This year Remembrance Sunday falls on Armistice Day itself, which always gives the church service a particularly poignant feel, especially when the names of the dead are read out.
And a few years ago the service at St Patrick’s church in Solihull was given even more meaning by the research of one of the church members, who had been able to find out something about the lives of those who had died for our freedom.
Whenever there is war, service personnel – and those close to them - will ask themselves the question asked in this poem, written by my son James when he was 14 years old.
For England
Men I’ve fought with blown away
Goodbyes I never got to say
The things I suffer every day
For England, For England
A sniper’s bullet in the night
Another day, naught but fright
These things I risk through dark and light
For England, For England
Mud and sewage, rats and mice
Clothes and hair filled with lice
To kill a man and pay no price
For England, For England
Wounded, dying on the floor
Things I never should endure
What am I really fighting for?
For England? For England?
Many of them might have said they were fighting for freedom, for justice, for democracy.

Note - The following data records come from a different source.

//! Session lifecycle: login, bearer authentication, logout and password changes.
//!
//! Authentication failures always surface as the same generic `Unauthorized` message; the
//! specific reason is only logged.

use std::collections::BTreeSet;
use std::sync::Arc;

use castellan_core::{AppError, AppResult, UserIdentity};
use castellan_domain::{AuditAction, RevocationReason, UserId, validate_password};
use tracing::{debug, info, warn};

use crate::{
    AuditEvent, AuditRepository, IssuedSession, PasswordHasher, PermissionResolver,
    SessionTokenCodec, TokenRevocationRegistry, UserAccount, UserDirectory,
};

const INVALID_CREDENTIALS: &str = "invalid credentials";
const INVALID_SESSION: &str = "invalid or expired session";

/// A validated bearer token with freshly computed permissions.
#[derive(Debug, Clone, PartialEq, Eq)]
pub struct AuthenticatedSession {
    /// Caller identity.
    pub identity: UserIdentity,
    /// Highest-precedence role name right now.
    pub role: Option<String>,
    /// Effective permissions right now.
    pub permissions: BTreeSet<String>,
}

/// Issues and validates session tokens.
#[derive(Clone)]
pub struct SessionService {
    users: Arc<dyn UserDirectory>,
    password_hasher: Arc<dyn PasswordHasher>,
    token_codec: Arc<dyn SessionTokenCodec>,
    resolver: PermissionResolver,
    revocations: TokenRevocationRegistry,
    audit_repository: Arc<dyn AuditRepository>,
}

impl SessionService {
    /// Creates the service.
    #[must_use]
    pub fn new(
        users: Arc<dyn UserDirectory>,
        password_hasher: Arc<dyn PasswordHasher>,
        token_codec: Arc<dyn SessionTokenCodec>,
        resolver: PermissionResolver,
        revocations: TokenRevocationRegistry,
        audit_repository: Arc<dyn AuditRepository>,
    ) -> Self {
        Self {
            users,
            password_hasher,
            token_codec,
            resolver,
            revocations,
            audit_repository,
        }
    }

    /// Verifies a password and issues a token carrying the current permission snapshot.
    pub async fn login(&self, username: &str, password: &str) -> AppResult<IssuedSession> {
        let Some(user) = self.users.find_user_by_username(username.trim()).await? else {
            // Keep the response time of unknown users close to that of known ones.
            let _ = self.password_hasher.hash_password(password);
            warn!(username, "login rejected: unknown user");
            return Err(AppError::Unauthorized(INVALID_CREDENTIALS.to_owned()));
        };

        if !self
            .password_hasher
            .verify_password(password, &user.password_hash)?
        {
            warn!(user_id = %user.id, "login rejected: wrong password");
            return Err(AppError::Unauthorized(INVALID_CREDENTIALS.to_owned()));
        }

        if !user.is_active {
            warn!(user_id = %user.id, "login rejected: account disabled");
            return Err(AppError::Unauthorized(INVALID_CREDENTIALS.to_owned()));
        }

        let effective = self.resolver.user_permissions(user.id).await?;
        let session = self.token_codec.issue(
            user.id,
            &user.username,
            effective.primary_role_name().map(str::to_owned),
            effective.permissions.iter().cloned().collect(),
        )?;

        info!(user_id = %user.id, roles = effective.roles.len(), "session issued");
        Ok(session)
    }

    /// Validates a bearer token: signature and expiry, revocation, account state.
    pub async fn authenticate(&self, token: &str) -> AppResult<AuthenticatedSession> {
        let claims = self.token_codec.decode(token).map_err(|error| {
            debug!(error = %error, "bearer token rejected by codec");
            AppError::Unauthorized(INVALID_SESSION.to_owned())
        })?;

        if !self
            .revocations
            .is_valid(&claims.token_id, claims.user_id, claims.issued_at)
            .await
        {
            warn!(user_id = %claims.user_id, "bearer token rejected: revoked");
            return Err(AppError::Unauthorized(INVALID_SESSION.to_owned()));
        }

        let user = self.active_user(claims.user_id).await?;
        let effective = self.resolver.user_permissions(user.id).await?;

        Ok(AuthenticatedSession {
            identity: UserIdentity::new(
                user.id.as_uuid(),
                user.username,
                claims.token_id,
                claims.issued_at,
            ),
            role: effective.primary_role_name().map(str::to_owned),
            permissions: effective.permissions,
        })
    }

    /// Revokes the token that authenticated the caller.
    pub async fn logout(&self, identity: &UserIdentity) -> AppResult<()> {
        self.revocations
            .revoke(
                identity.token_id(),
                UserId::from_uuid(identity.user_id()),
                RevocationReason::Logout,
            )
            .await
    }

    /// Replaces the caller's password and revokes every session issued so far.
    pub async fn change_password(
        &self,
        identity: &UserIdentity,
        current_password: &str,
        new_password: &str,
    ) -> AppResult<()> {
        let user = self.active_user(UserId::from_uuid(identity.user_id())).await?;
        if !self
            .password_hasher
            .verify_password(current_password, &user.password_hash)?
        {
            warn!(user_id = %user.id, "password change rejected: wrong current password");
            return Err(AppError::Unauthorized(INVALID_CREDENTIALS.to_owned()));
        }

        validate_password(new_password)?;
        let password_hash = self.password_hasher.hash_password(new_password)?;
        self.users
            .update_password_hash(user.id, &password_hash)
            .await?;
        self.revocations
            .revoke_all(user.id, RevocationReason::PasswordChange)
            .await?;

        self.audit_repository
            .append_event(AuditEvent {
                subject: user.username.clone(),
                action: AuditAction::PasswordChanged,
                resource_type: "user".to_owned(),
                resource_id: user.id.to_string(),
                detail: Some("password changed; all sessions revoked".to_owned()),
            })
            .await
    }

    /// Revokes every session of a user.
    pub async fn terminate_sessions(&self, user_id: UserId) -> AppResult<()> {
        if self.users.find_user(user_id).await?.is_none() {
            return Err(AppError::NotFound(format!("user '{user_id}' not found")));
        }

        self.revocations
            .revoke_all(user_id, RevocationReason::SessionTerminated)
            .await
    }

    async fn active_user(&self, user_id: UserId) -> AppResult<UserAccount> {
        match self.users.find_user(user_id).await? {
            Some(user) if user.is_active => Ok(user),
            Some(_) => {
                warn!(user_id = %user_id, "session rejected: account disabled");
                Err(AppError::Unauthorized(INVALID_SESSION.to_owned()))
            }
            None => {
                warn!(user_id = %user_id, "session rejected: account missing");
                Err(AppError::Unauthorized(INVALID_SESSION.to_owned()))
            }
        }
    }
}

#[cfg(test)]
mod tests;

But what kind of freedom and justice?
My continental European friends and colleagues, aware of the UK’s opt out from the Charter of Fundamental Rights in the Treaty of Lisbon, ask me if Britain doesn’t care about human rights? Or even opposes the idea.
Today is a day to remember the dead who fought for what they believed to a just cause – but the question of what they were fighting for is one which deserves an answer and one which I will return to.